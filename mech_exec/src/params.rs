//! # Mechanisms Executable Parameters

// ------------------------------------------------------------------------------------------------
// IMPORTS
// ------------------------------------------------------------------------------------------------

use serde::Deserialize;

// ------------------------------------------------------------------------------------------------
// CONSTANTS
// ------------------------------------------------------------------------------------------------

/// Number of steer axes on the rover.
const NUM_STR_AXES: usize = 6;

/// Number of drive axes on the rover.
const NUM_DRV_AXES: usize = 6;

// ------------------------------------------------------------------------------------------------
// STRUCTS
// ------------------------------------------------------------------------------------------------

/// Parameters for the mechanisms executable.
///
/// The calibration fields are optional at the serde level so that a missing or misshapen field
/// can be reported by name when the calibration store is built, rather than as a generic
/// deserialisation failure.
///
/// The `_sk` suffix marks values in servo units, degrees for positional servos and normalised
/// throttle for continuous rotation ones.
#[derive(Deserialize)]
pub struct MechExecParams {

    // ---- SERVER ----

    /// Endpoint for the demands socket
    pub demands_endpoint: String,

    /// Endpoint for the sensor data socket
    pub sensor_data_endpoint: String,

    // ---- SERVO BOARDS ----

    /// I2C addresses of the servo driver boards, in board index order
    pub board_addresses: Option<Vec<u8>>,

    /// Number of servo channels on each board
    pub board_num_channels: Option<Vec<usize>>,

    // ---- DRIVE GROUP ----

    /// Servo channel of each drive axis, as a `[board, channel]` pair
    pub drv_idx_map: Option<Vec<Vec<usize>>>,

    /// Linear `[gain, offset]` coefficients mapping a drive rate in rad/s to a throttle
    pub drv_rate_norm_to_sk_coeffs: Option<Vec<Vec<f64>>>,

    /// Lowest throttle each drive axis may be commanded to
    pub drv_rate_min_sk: Option<Vec<f64>>,

    /// Highest throttle each drive axis may be commanded to
    pub drv_rate_max_sk: Option<Vec<f64>>,

    // ---- STEER GROUP ----

    /// Servo channel of each steer axis, as a `[board, channel]` pair
    pub str_idx_map: Option<Vec<Vec<usize>>>,

    /// Linear `[gain, offset]` coefficients mapping a steer angle in radians to a servo angle
    /// in degrees
    pub str_ang_rad_to_sk_coeffs: Option<Vec<Vec<f64>>>,

    /// Lowest servo angle each steer axis may be commanded to, in degrees
    pub str_ang_min_sk: Option<Vec<f64>>,

    /// Highest servo angle each steer axis may be commanded to, in degrees
    pub str_ang_max_sk: Option<Vec<f64>>,

    /// Actuation range of each steer servo, in degrees
    pub str_act_range_sk: Option<Vec<f64>>,

    /// Minimum pulse width of each steer servo, in microseconds
    pub str_pw_range_min: Option<Vec<f64>>,

    /// Maximum pulse width of each steer servo, in microseconds
    pub str_pw_range_max: Option<Vec<f64>>,

    // ---- ARM GROUP ----

    /// Servo channel of each arm joint, as a `[board, channel]` pair
    pub arm_idx_map: Option<Vec<Vec<usize>>>,

    /// Linear `[gain, offset]` coefficients mapping an arm joint angle in radians to a servo
    /// angle in degrees
    pub arm_ang_rad_to_sk_coeffs: Option<Vec<Vec<f64>>>,

    /// Lowest servo angle each arm joint may be commanded to, in degrees
    pub arm_ang_min_sk: Option<Vec<f64>>,

    /// Highest servo angle each arm joint may be commanded to, in degrees
    pub arm_ang_max_sk: Option<Vec<f64>>,

    /// Actuation range of each arm servo, in degrees
    pub arm_act_range_sk: Option<Vec<f64>>,

    /// Minimum pulse width of each arm servo, in microseconds
    pub arm_pw_range_min: Option<Vec<f64>>,

    /// Maximum pulse width of each arm servo, in microseconds
    pub arm_pw_range_max: Option<Vec<f64>>
}

/// Locomotion parameters used by the mechanisms executable.
///
/// Only the command envelope is read here, the rest of the locomotion parameter file is for
/// locomotion control itself.
#[derive(Debug, Deserialize)]
pub struct LocoParams {

    /// Maximum steer axis absolute position (highest positive value)
    ///
    /// Units: radians
    pub str_max_abs_pos_rad: [f64; NUM_STR_AXES],

    /// Minimum steer axis absolute position (lowest negative value)
    ///
    /// Units: radians
    pub str_min_abs_pos_rad: [f64; NUM_STR_AXES],

    /// Maximum drive axis rate (highest positive value)
    ///
    /// Units: radians/second
    pub drv_max_abs_rate_rads: [f64; NUM_DRV_AXES],

    /// Minimum drive axis rate (lowest negative value)
    ///
    /// Units: radians/second
    pub drv_min_abs_rate_rads: [f64; NUM_DRV_AXES]
}

// ------------------------------------------------------------------------------------------------
// IMPLS
// ------------------------------------------------------------------------------------------------

#[cfg(test)]
impl MechExecParams {
    /// A complete and valid set of parameters for tests to start from.
    pub(crate) fn dummy() -> Self {
        Self {
            demands_endpoint: String::from("tcp://*:5000"),
            sensor_data_endpoint: String::from("tcp://*:5001"),
            board_addresses: Some(vec![0x40, 0x41]),
            board_num_channels: Some(vec![16, 16]),
            drv_idx_map: Some(vec![
                vec![0, 0], vec![0, 1], vec![0, 2], vec![0, 3], vec![0, 4], vec![0, 5]
            ]),
            drv_rate_norm_to_sk_coeffs: Some(vec![
                vec![1.0, 0.0],
                vec![0.5, 0.1],
                vec![1.0, 0.0],
                vec![1.0, 0.0],
                vec![1.0, 0.0],
                vec![1.0, 0.0]
            ]),
            drv_rate_min_sk: Some(vec![-1.0; 6]),
            drv_rate_max_sk: Some(vec![1.0, 1.0, 0.5, 1.0, 1.0, 1.0]),
            str_idx_map: Some(vec![
                vec![0, 6], vec![0, 7], vec![0, 8], vec![0, 9], vec![0, 10], vec![0, 11]
            ]),
            str_ang_rad_to_sk_coeffs: Some(vec![vec![60.0, 90.0]; 6]),
            str_ang_min_sk: Some(vec![0.0; 6]),
            str_ang_max_sk: Some(vec![180.0; 6]),
            str_act_range_sk: Some(vec![180.0; 6]),
            str_pw_range_min: Some(vec![750.0; 6]),
            str_pw_range_max: Some(vec![2250.0; 6]),
            arm_idx_map: Some(vec![
                vec![1, 0], vec![1, 1], vec![1, 2], vec![1, 3], vec![1, 4]
            ]),
            arm_ang_rad_to_sk_coeffs: Some(vec![vec![45.0, 90.0]; 5]),
            arm_ang_min_sk: Some(vec![10.0; 5]),
            arm_ang_max_sk: Some(vec![170.0; 5]),
            arm_act_range_sk: Some(vec![180.0, 180.0, 180.0, 180.0, 270.0]),
            arm_pw_range_min: Some(vec![750.0, 750.0, 750.0, 750.0, 500.0]),
            arm_pw_range_max: Some(vec![2250.0, 2250.0, 2250.0, 2250.0, 2500.0])
        }
    }
}
//! Generic parameters functions

// ---------------------------------------------------------------------------
// IMPORTS
// ---------------------------------------------------------------------------

use serde::de::DeserializeOwned;
use std::fs::read_to_string;
use std::path::Path;
use thiserror::Error;
use toml;

// ---------------------------------------------------------------------------
// ENUMERATIONS
// ---------------------------------------------------------------------------

/// An error that occurs during loading of a parameter file.
#[derive(Debug, Error)]
pub enum LoadError {
    #[error("Cannot load the parameter file: {0}")]
    FileLoadError(std::io::Error),

    #[error("Cannot read the parameter file: {0}")]
    DeserialiseError(toml::de::Error)
}

// ---------------------------------------------------------------------------
// PUBLIC FUNCTIONS
// ---------------------------------------------------------------------------

/// Load a parameter file from the given path.
///
/// Parameter files are TOML documents which deserialise into the target
/// parameter struct. The path is used as given, executables are expected to
/// pass paths provided on their command line.
pub fn load<P>(param_file_path: &Path) -> Result<P, LoadError>
where
    P: DeserializeOwned
{
    // Load the file into a string
    let params_str = match read_to_string(param_file_path) {
        Ok(s) => s,
        Err(e) => return Err(LoadError::FileLoadError(e))
    };

    // Parse the string into the parameter struct
    match toml::from_str(params_str.as_str()) {
        Ok(p) => Ok(p),
        Err(e) => Err(LoadError::DeserialiseError(e))
    }
}
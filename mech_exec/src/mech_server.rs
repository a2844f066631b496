//! # Mechanisms Server Module
//!
//! This module abstracts over the networking side of the mechanisms executable. The server accepts
//! connections from the client in the rover executable, allowing demands to be recieved from the
//! client and sensor data to be published back out.

// ------------------------------------------------------------------------------------------------
// IMPORTS
// ------------------------------------------------------------------------------------------------

use comms_if::{
    eqpt::mech::{MechDems, MechDemsResponse, MechSensData},
    net::{zmq, MonitoredSocket, MonitoredSocketError, SocketOptions}
};

use crate::params::MechExecParams;

// ------------------------------------------------------------------------------------------------
// CONSTANTS
// ------------------------------------------------------------------------------------------------

/// Receive timeout on the demands socket in milliseconds.
///
/// One pass of the main loop lasts at most this long when no demands arrive, so this also bounds
/// how quickly the executable reacts to a cancellation request.
pub const DEMS_RECV_TIMEOUT_MS: i32 = 1000;

/// Send timeout on both sockets in milliseconds.
const SEND_TIMEOUT_MS: i32 = 10;

// ------------------------------------------------------------------------------------------------
// STRUCTS
// ------------------------------------------------------------------------------------------------

/// An abstraction over the networking part of the mechanisms executable.
///
/// The server accepts connections from the client in the rover executable, allowing demands to be
/// recieved from the client and sensor data to be published back out.
pub struct MechServer {

    /// REP socket which accepts demands from the client
    dems_socket: MonitoredSocket,

    /// PUB socket which publishes sensor data
    sens_socket: MonitoredSocket,
}

// ------------------------------------------------------------------------------------------------
// ENUMS
// ------------------------------------------------------------------------------------------------

/// Errors which can occur in the [`MechServer`]
#[derive(thiserror::Error, Debug)]
pub enum MechServerError {
    #[error("Socket error: {0}")]
    SocketError(MonitoredSocketError),

    #[error("Could not read from the demands socket: {0}")]
    RecvError(zmq::Error),

    #[error("Could not deserialize demands: {0}")]
    DemsParseError(serde_json::Error),

    #[error("Could not send data to the client: {0}")]
    SendError(zmq::Error)
}

// ------------------------------------------------------------------------------------------------
// IMPLS
// ------------------------------------------------------------------------------------------------

impl MechServer {

    /// Create a new instance of the mechanisms server.
    ///
    /// This function will not wait for a connection from the client before returning.
    pub fn new(params: &MechExecParams) -> Result<Self, MechServerError> {

        // Create the zmq context
        let ctx = zmq::Context::new();

        // Create the socket options
        let dems_socket_options = SocketOptions {
            bind: true,
            block_on_first_connect: false,
            recv_timeout: DEMS_RECV_TIMEOUT_MS,
            send_timeout: SEND_TIMEOUT_MS,
            ..Default::default()
        };
        let sens_socket_options = SocketOptions {
            bind: true,
            block_on_first_connect: false,
            send_timeout: SEND_TIMEOUT_MS,
            ..Default::default()
        };

        // Create the sockets
        let dems_socket = MonitoredSocket::new(
            &ctx,
            zmq::REP,
            dems_socket_options,
            &params.demands_endpoint
        )?;
        let sens_socket = MonitoredSocket::new(
            &ctx,
            zmq::PUB,
            sens_socket_options,
            &params.sensor_data_endpoint
        )?;

        // Create self
        Ok(Self {
            dems_socket,
            sens_socket
        })
    }

    /// Retrieve a set of demands from the client.
    ///
    /// `Ok(None)` means no demands arrived within [`DEMS_RECV_TIMEOUT_MS`], which is normal on a
    /// quiet link. After `Ok(Some(..))` the caller MUST actuate and then call
    /// [`MechServer::send_dems_response`], the client blocks on the reply.
    ///
    /// An `Err` means the demand channel can no longer be trusted, and the mechanisms must be
    /// stopped.
    pub fn get_demands(&mut self) -> Result<Option<MechDems>, MechServerError> {

        // Read from the socket
        let msg = match self.dems_socket.recv_msg(0) {
            Ok(m) => m,
            Err(zmq::Error::EAGAIN) => return Ok(None),
            Err(e) => return Err(MechServerError::RecvError(e))
        };

        match serde_json::from_str(msg.as_str().unwrap_or("")) {
            Ok(dems) => Ok(Some(dems)),
            Err(e) => Err(MechServerError::DemsParseError(e))
        }
    }

    /// Send a response to the client based on the recieved demands.
    pub fn send_dems_response(
        &mut self,
        response: &MechDemsResponse
    ) -> Result<(), MechServerError> {
        // Serialize response
        let resp_str = serde_json::to_string(response)
            .expect("Response serialization failed. This should not happen");

        // Send response
        match self.dems_socket.send(&resp_str, 0) {
            Ok(_) => Ok(()),
            Err(e) => Err(MechServerError::SendError(e))
        }
    }

    /// Publish sensor data to any connected subscribers.
    pub fn send_sens_data(&mut self, sens_data: &MechSensData) -> Result<(), MechServerError> {
        // Serialize the data
        let sens_str = serde_json::to_string(sens_data)
            .expect("Sensor data serialization failed. This should not happen");

        // Publish it
        match self.sens_socket.send(&sens_str, 0) {
            Ok(_) => Ok(()),
            Err(e) => Err(MechServerError::SendError(e))
        }
    }
}

impl From<MonitoredSocketError> for MechServerError {
    fn from(e: MonitoredSocketError) -> Self {
        MechServerError::SocketError(e)
    }
}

* [Task prompt] Note each line of the entries that has "throttle" in it, and copy those lines.

* [The completed task]
/// throttle for continuous rotation ones.
    /// Linear `[gain, offset]` coefficients mapping a drive rate in rad/s to a throttle
    /// Lowest throttle each drive axis may be commanded to
    /// Highest throttle each drive axis may be commanded to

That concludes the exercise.